130年で初の黒人主将

 それから24年。W杯準々決勝の日本戦で、マンデラ、ピナールと同じ背番号「6」をまとった大男は、肩を組み、目を閉じて上を向きながら、国歌を熱唱した。シヤ・コリシ。28歳。同国ラグビー130年の歴史の中で、初の黒人主将である。

 95年の優勝をきっかけにラグビー人気は急激に高まり、スプリングボクスのメンバーに選ばれることは南アフリカの多くの少年にとっての夢になった。コリシもその1人だ。貧しい幼少期を過ごした。12歳で出場した試合でスカウトされ、奨学金を得ながら進学してラグビーを続けた。

 今や南アフリカにとってラグビーは白人だけのスポーツではなく、人種を超えて裾野が広がっている。
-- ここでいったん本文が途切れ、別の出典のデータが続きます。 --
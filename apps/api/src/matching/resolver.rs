//! Match Resolver: turns detected reciprocity into exactly one match row.
//!
//! Creation must tolerate the race where both sides of a reciprocal pair
//! resolve at the same time: the insert is conflict-tolerant on the unordered
//! (user1, user2) pair, and the loser fetches the winning row.

use anyhow::anyhow;
use sqlx::types::Json;
use sqlx::PgPool;
use tracing::info;
use uuid::Uuid;

use crate::analysis::{self, CompatibilityAnalysis};
use crate::errors::AppError;
use crate::llm_client::LlmClient;
use crate::models::matching::MatchRow;
use crate::models::profile::ProfileRow;

/// Result of a match resolution: the match row (new or pre-existing) plus the
/// analyzer output, so callers can render the celebration UI.
pub struct MatchOutcome {
    pub record: MatchRow,
    pub analysis: CompatibilityAnalysis,
    /// False when a concurrent attempt from the other side won the insert.
    pub created: bool,
}

/// Resolves a freshly detected mutual like between `acting` and `target`.
/// The analyzer soft-fails, so an AI outage never blocks the match.
pub async fn resolve_mutual_match(
    pool: &PgPool,
    llm: &LlmClient,
    acting: &ProfileRow,
    target: &ProfileRow,
) -> Result<MatchOutcome, AppError> {
    let analysis = analysis::analyze_compatibility(llm, acting, target).await;
    let outcome = create_match(pool, acting.id, target.id, analysis).await?;

    if outcome.created {
        info!(
            "Match {} created for pair ({}, {}) with score {}",
            outcome.record.id, acting.id, target.id, outcome.record.compatibility_score
        );
    }
    Ok(outcome)
}

/// Inserts the match for (user1, user2), treating a uniqueness conflict on
/// the unordered pair as success by fetching the existing row.
pub async fn create_match(
    pool: &PgPool,
    user1_id: Uuid,
    user2_id: Uuid,
    analysis: CompatibilityAnalysis,
) -> Result<MatchOutcome, AppError> {
    let inserted: Option<MatchRow> = sqlx::query_as(
        r#"
        INSERT INTO matches (user1_id, user2_id, compatibility_score, analysis_summary)
        VALUES ($1, $2, $3, $4)
        ON CONFLICT DO NOTHING
        RETURNING *
        "#,
    )
    .bind(user1_id)
    .bind(user2_id)
    .bind(analysis.score)
    .bind(Json(&analysis.summary))
    .fetch_optional(pool)
    .await?;

    match inserted {
        Some(record) => Ok(MatchOutcome {
            record,
            analysis,
            created: true,
        }),
        None => {
            // The reciprocal swipe resolved first; its row wins.
            let existing = fetch_match_for_pair(pool, user1_id, user2_id)
                .await?
                .ok_or_else(|| {
                    AppError::Internal(anyhow!(
                        "match insert conflicted but no row exists for pair ({user1_id}, {user2_id})"
                    ))
                })?;
            let analysis = CompatibilityAnalysis {
                score: existing.compatibility_score,
                summary: existing.analysis_summary.0.clone(),
            };
            Ok(MatchOutcome {
                record: existing,
                analysis,
                created: false,
            })
        }
    }
}

/// The match for the unordered pair {a, b}, if one exists.
pub async fn fetch_match_for_pair(
    pool: &PgPool,
    a: Uuid,
    b: Uuid,
) -> Result<Option<MatchRow>, AppError> {
    let existing: Option<MatchRow> = sqlx::query_as(
        r#"
        SELECT * FROM matches
        WHERE (user1_id = $1 AND user2_id = $2)
           OR (user1_id = $2 AND user2_id = $1)
        "#,
    )
    .bind(a)
    .bind(b)
    .fetch_optional(pool)
    .await?;

    Ok(existing)
}

pub async fn fetch_match(pool: &PgPool, match_id: Uuid) -> Result<MatchRow, AppError> {
    let record: Option<MatchRow> = sqlx::query_as("SELECT * FROM matches WHERE id = $1")
        .bind(match_id)
        .fetch_optional(pool)
        .await?;

    record.ok_or_else(|| AppError::NotFound(format!("Match {match_id} not found")))
}

/// All matches the user participates in, newest first.
pub async fn matches_for_user(pool: &PgPool, user_id: Uuid) -> Result<Vec<MatchRow>, AppError> {
    let rows: Vec<MatchRow> = sqlx::query_as(
        r#"
        SELECT * FROM matches
        WHERE user1_id = $1 OR user2_id = $1
        ORDER BY created_at DESC
        "#,
    )
    .bind(user_id)
    .fetch_all(pool)
    .await?;

    Ok(rows)
}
ラグビーの国際団体であるワールドラグビーによれば、国・地域別の競技人口(各国ラグビー協会への登録者数)は南アフリカが約63.5万人で世界1位。2位のイングランド(約35.5万人)、3位のオーストラリア(約27.2万人)を大きく引き離している。日本は約10.9万人で世界11位にとどまる。

 もともと力強いフィジカルが特徴だった南アフリカ代表は、競技人口の増加を背景とした層の厚みが加わり、2007年には2度目のW杯制覇をなし遂げた。前回大会では予選プールで日本に「ラグビー史上最大の番狂わせ」ともいわれる敗北を喫したものの、決勝トーナメントに進み、3位の成績を残した。

 分断を乗り越え、少年の夢となったチームは、12年ぶりの優勝杯奪還を目指している。